In BriefFinnish start-up ICEYE has designed tiny micro-satellites that can image through poor weather and darkness. Their plans to launch fleets of these satellites are ambitious, but how much privacy are we owed?
In late 2017, Google admitted to tracking user location data no matter what location settings were enabled. About a month later, Chinese officials showcased the prowess of their extensive surveillance system when they tracked down and apprehended a BBC reporter in only seven minutes. All in all, “Big Brother” seems to be a growing reality in our day-to-day lives. This constant surveillance might be getting a boost thanks Finnish tech start-up ICEYE, which aims to launch a fleet of sub-100kg radar micro-satellites.
These tiny satellite swarms will be capable of imaging despite weather conditions or time of day; because they are synthetic-aperture radar (SAR) satellites, they work independently of light and heat. This capability makes them ideal for government agencies, militaries, and emergency preparedness teams that might need to assess the activity and status of any location on planet Earth.
The satellites are small enough to fit into a 80cm by 60cm by 50cm box — about the size of a microwave oven — and have antennae only 3.5m in length.
ICEYE CEO and co-founder Rafal Modrzewski said to the BBC, “When we started this, we’d go to people and say: ‘Hey, why not build a small SAR satellite that costs just a couple of million?’ And they’d go: ‘Because that’s impossible.’ And then we’d say: ‘But why?’ And they couldn’t answer that.”
By using “Commercial Off The Shelf” (COTS) pieces in their satellites, ICEYE has made it possible to engineer satellites that are both high-functioning and miniature. “When you move to COTS, you’re suddenly a decade ahead. You get access to the very latest capabilities,” Modrzewski told the BBC.
“The change comes both in cost and in size because COTS components have been miniaturised to fit inside your phone, literally. We are using the same components,” he added.
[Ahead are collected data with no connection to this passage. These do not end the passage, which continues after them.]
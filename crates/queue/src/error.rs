// SPDX-License-Identifier: BUSL-1.1
// Copyright (c) 2026 Foreman Systems

//! Errors raised by the Durable Task Queue (§4.E).

use foreman_core::{ErrorKind, HasErrorKind};

#[derive(Debug, thiserror::Error)]
pub enum QueueError {
    #[error("task `{0}` has no active job to complete")]
    NotActive(String),
    #[error("work result task id `{got}` does not match `{expected}`")]
    ResultMismatch { expected: String, got: String },
    #[error("job `{0}` not found")]
    NotFound(String),
    #[error("task failed validation: {0}")]
    Validation(#[from] foreman_core::ValidationError),
    #[error("durable store unreachable: {0}")]
    Unavailable(String),
    #[error("store returned malformed data: {0}")]
    Corrupt(String),
}

impl HasErrorKind for QueueError {
    fn kind(&self) -> ErrorKind {
        match self {
            QueueError::NotActive(_) | QueueError::NotFound(_) | QueueError::Corrupt(_) => {
                ErrorKind::QueueError
            }
            QueueError::ResultMismatch { .. } => ErrorKind::ResultMismatch,
            QueueError::Validation(_) => ErrorKind::Validation,
            QueueError::Unavailable(_) => ErrorKind::QueueError,
        }
    }
}

impl From<redis::RedisError> for QueueError {
    fn from(e: redis::RedisError) -> Self {
        QueueError::Unavailable(e.to_string())
    }
}
// SPDX-License-Identifier: BUSL-1.1
// Copyright (c) 2026 Foreman Systems

//! Deterministic supervisor double for testing the multiplexer and the
//! controllers without spawning real child processes.

use super::{SupervisorAdapter, SupervisorError};
use async_trait::async_trait;
use foreman_core::{ProcessInfo, ProcessStatus, SupervisorEvent};
use parking_lot::Mutex;
use std::sync::Arc;
use tokio::sync::broadcast;

#[derive(Debug, Clone, PartialEq)]
pub enum SupervisorCall {
    Start,
    Stop,
    Restart,
    SendLine(String),
}

struct Inner {
    info: ProcessInfo,
    calls: Vec<SupervisorCall>,
    start_error: Option<SupervisorError>,
    send_line_error: Option<SupervisorError>,
    sent_lines: Vec<String>,
}

/// Test double for [`super::SupervisorAdapter`]. Starts in `Stopped`;
/// `start()` transitions straight to `Running` (no spawn, no readiness
/// wait) unless a `start_error` has been armed.
#[derive(Clone)]
pub struct FakeSupervisor {
    inner: Arc<Mutex<Inner>>,
    events: broadcast::Sender<SupervisorEvent>,
}

impl Default for FakeSupervisor {
    fn default() -> Self {
        Self::new()
    }
}

impl FakeSupervisor {
    pub fn new() -> Self {
        let (events, _) = broadcast::channel(256);
        Self {
            inner: Arc::new(Mutex::new(Inner {
                info: ProcessInfo::default(),
                calls: Vec::new(),
                start_error: None,
                send_line_error: None,
                sent_lines: Vec::new(),
            })),
            events,
        }
    }

    pub fn calls(&self) -> Vec<SupervisorCall> {
        self.inner.lock().calls.clone()
    }

    pub fn sent_lines(&self) -> Vec<String> {
        self.inner.lock().sent_lines.clone()
    }

    pub fn set_start_error(&self, error: SupervisorError) {
        self.inner.lock().start_error = Some(error);
    }

    pub fn set_send_line_error(&self, error: SupervisorError) {
        self.inner.lock().send_line_error = Some(error);
    }

    /// Inject a line as if the child had written it to stdout.
    pub fn emit_output(&self, line: impl Into<String>) {
        let _ = self.events.send(SupervisorEvent::Output(line.into()));
    }

    pub fn emit_error(&self, line: impl Into<String>) {
        let _ = self.events.send(SupervisorEvent::Error(line.into()));
    }

    /// Force a status transition and publish the corresponding event, as
    /// if the supervised process itself had crashed or been stopped.
    pub fn force_status(&self, status: ProcessStatus) {
        self.inner.lock().info.status = status;
        let _ = self.events.send(SupervisorEvent::StatusChange(status));
    }
}

#[async_trait]
impl SupervisorAdapter for FakeSupervisor {
    async fn start(&self) -> Result<(), SupervisorError> {
        let mut inner = self.inner.lock();
        inner.calls.push(SupervisorCall::Start);
        if let Some(error) = inner.start_error.take() {
            return Err(error);
        }
        inner.info.status = ProcessStatus::Running;
        drop(inner);
        let _ = self
            .events
            .send(SupervisorEvent::StatusChange(ProcessStatus::Running));
        Ok(())
    }

    async fn stop(&self) -> Result<(), SupervisorError> {
        let mut inner = self.inner.lock();
        inner.calls.push(SupervisorCall::Stop);
        inner.info.status = ProcessStatus::Stopped;
        drop(inner);
        let _ = self
            .events
            .send(SupervisorEvent::StatusChange(ProcessStatus::Stopped));
        Ok(())
    }

    async fn restart(&self) -> Result<(), SupervisorError> {
        self.inner.lock().calls.push(SupervisorCall::Restart);
        SupervisorAdapter::stop(self).await?;
        SupervisorAdapter::start(self).await
    }

    fn is_running(&self) -> bool {
        self.inner.lock().info.status.is_available()
    }

    fn process_info(&self) -> ProcessInfo {
        self.inner.lock().info.clone()
    }

    async fn send_line(&self, line: &str) -> Result<(), SupervisorError> {
        let mut inner = self.inner.lock();
        inner.calls.push(SupervisorCall::SendLine(line.to_string()));
        if let Some(error) = inner.send_line_error.take() {
            return Err(error);
        }
        inner.sent_lines.push(line.to_string());
        Ok(())
    }

    fn subscribe(&self) -> broadcast::Receiver<SupervisorEvent> {
        self.events.subscribe()
    }
}

#[cfg(test)]
#[path = "fake_tests.rs"]
mod tests;
// SPDX-License-Identifier: BUSL-1.1
// Copyright (c) 2026 Foreman Systems

//! Subordinate Controller (§4.G): the single-worker loop that pulls one
//! task at a time from the Durable Task Queue, drives the child through
//! execution and a unit-test pass, and submits the assembled [`WorkResult`]
//! to the queue's result side-channel.

use crate::error::ControllerError;
use crate::multiplexer::CommandMultiplexer;
use foreman_adapters::SupervisorAdapter;
use foreman_core::{
    validate_code_changes, validate_test_result, validate_work_result, Clock, CommandOptions, IdGen,
    SubordinateEvent, TaskId, WorkResult,
};
use foreman_queue::TaskQueue;
use parking_lot::Mutex;
use std::sync::Arc;
use tokio::sync::broadcast;

pub struct SubordinateController<S, C, I, Q> {
    mux: CommandMultiplexer<S, C, I>,
    queue: Arc<Q>,
    clock: C,
    agent_id: String,
    current: Mutex<Option<TaskId>>,
    events: broadcast::Sender<SubordinateEvent>,
    command_timeout_ms: u64,
}

impl<S, C, I, Q> SubordinateController<S, C, I, Q>
where
    S: SupervisorAdapter,
    C: Clock,
    I: IdGen + 'static,
    Q: TaskQueue,
{
    pub fn new(mux: CommandMultiplexer<S, C, I>, queue: Arc<Q>, clock: C, agent_id: impl Into<String>) -> Self {
        Self::with_command_timeout(mux, queue, clock, agent_id, CommandOptions::default().timeout_ms)
    }

    /// Like [`Self::new`], but overrides the timeout used for the
    /// execute/unit-test prompts — wired from
    /// `EngineConfig::command_timeout_ms` by the daemon.
    pub fn with_command_timeout(
        mux: CommandMultiplexer<S, C, I>,
        queue: Arc<Q>,
        clock: C,
        agent_id: impl Into<String>,
        command_timeout_ms: u64,
    ) -> Self {
        let (events, _) = broadcast::channel(256);
        Self {
            mux,
            queue,
            clock,
            agent_id: agent_id.into(),
            current: Mutex::new(None),
            events,
            command_timeout_ms,
        }
    }

    pub fn subscribe(&self) -> broadcast::Receiver<SubordinateEvent> {
        self.events.subscribe()
    }

    fn emit(&self, event: SubordinateEvent) {
        let _ = self.events.send(event);
    }

    fn command_options(&self) -> CommandOptions {
        CommandOptions {
            timeout_ms: self.command_timeout_ms,
            ..CommandOptions::default()
        }
    }

    /// Pulls at most one task and drives it to completion or failure.
    /// Returns `Ok(None)` when the queue currently has nothing eligible.
    pub async fn fetch_and_execute_task(&self) -> Result<Option<WorkResult>, ControllerError> {
        let Some(task) = self.queue.get_next_task(&self.agent_id).await? else {
            return Ok(None);
        };
        let task_id = task.id.clone();
        tracing::info!(agent_id = %self.agent_id, task_id = %task_id, "subordinate: picked up task");
        *self.current.lock() = Some(task_id.clone());
        self.emit(SubordinateEvent::TaskStarted {
            task_id: task_id.clone(),
        });

        match self.execute(&task_id, &task).await {
            Ok(result) => {
                *self.current.lock() = None;
                tracing::info!(task_id = %task_id, "subordinate: task completed");
                self.emit(SubordinateEvent::TaskCompleted {
                    task_id: task_id.clone(),
                });
                Ok(Some(result))
            }
            Err(e) => {
                // If `cleanup()` already cleared `current` concurrently, the
                // task was interrupted, not failed — don't burn an attempt.
                let was_current = self.current.lock().take().as_ref() == Some(&task_id);
                if was_current {
                    tracing::warn!(task_id = %task_id, error = %e, "subordinate: task failed");
                    let _ = self.queue.fail_task(&task_id, &e.to_string()).await;
                    self.emit(SubordinateEvent::TaskFailed {
                        task_id: task_id.clone(),
                        reason: e.to_string(),
                    });
                } else {
                    tracing::info!(task_id = %task_id, "subordinate: task interrupted before failure recorded");
                }
                Err(e)
            }
        }
    }

    async fn execute(&self, task_id: &TaskId, task: &foreman_core::Task) -> Result<WorkResult, ControllerError> {
        let exec_prompt = format!(
            "Implement the following task, then reply with exactly one JSON array of code \
             changes, each shaped {{\"filePath\": string, \"action\": \"create\"|\"update\"|\"delete\", \
             \"content\": string|null, \"diff\": string|null}}. Title: {}. Description: {}",
            task.title, task.description,
        );
        let changes_value: serde_json::Value = self
            .mux
            .send_expecting_json(exec_prompt, self.command_options())
            .await
            .inspect_err(|e| tracing::error!(%task_id, error = %e, "subordinate: execute request failed"))?;
        let code_changes = validate_code_changes(&changes_value)?;

        let test_prompt = format!(
            "Run the unit tests covering the {} file(s) just changed and reply with exactly \
             one JSON object matching the test result schema (testType=\"unit\", passed, total, \
             passedCount, failedCount, executionTime, details).",
            code_changes.len(),
        );
        let test_value: serde_json::Value = self
            .mux
            .send_expecting_json(test_prompt, self.command_options())
            .await
            .inspect_err(|e| tracing::error!(%task_id, error = %e, "subordinate: unit test request failed"))?;
        let test_results = validate_test_result(&test_value)?;

        let work_result = WorkResult {
            task_id: task_id.clone(),
            agent_id: self.agent_id.clone(),
            completion_time_ms: self.clock.epoch_ms(),
            code_changes,
            test_results,
        };
        let round_tripped =
            serde_json::to_value(&work_result).map_err(|e| ControllerError::Io(e.to_string()))?;
        validate_work_result(&round_tripped)?;

        self.queue.submit_result(work_result.clone()).await?;
        Ok(work_result)
    }

    /// Marks any currently-assigned task as interrupted (not failed — a
    /// crash or shutdown mid-task should not burn a retry attempt) and
    /// releases the multiplexer's in-flight commands.
    pub async fn cleanup(&self) {
        if let Some(task_id) = self.current.lock().take() {
            tracing::warn!(%task_id, "subordinate: interrupting in-flight task");
            self.emit(SubordinateEvent::TaskInterrupted { task_id });
        }
        self.mux.cleanup();
    }
}

#[cfg(test)]
#[path = "subordinate_tests.rs"]
mod tests;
While this ambitious start-up is making headway with their satellite innovation, it begs the question of our right to privacy. Does the company that owns and operates these satellite swarms determine what can and cannot be imaged? Do we have any say over whether our towns and neighborhoods are imaged? “Big Brother” is in our homes and in our phones, and with increasing satellite technology, in our skies as well.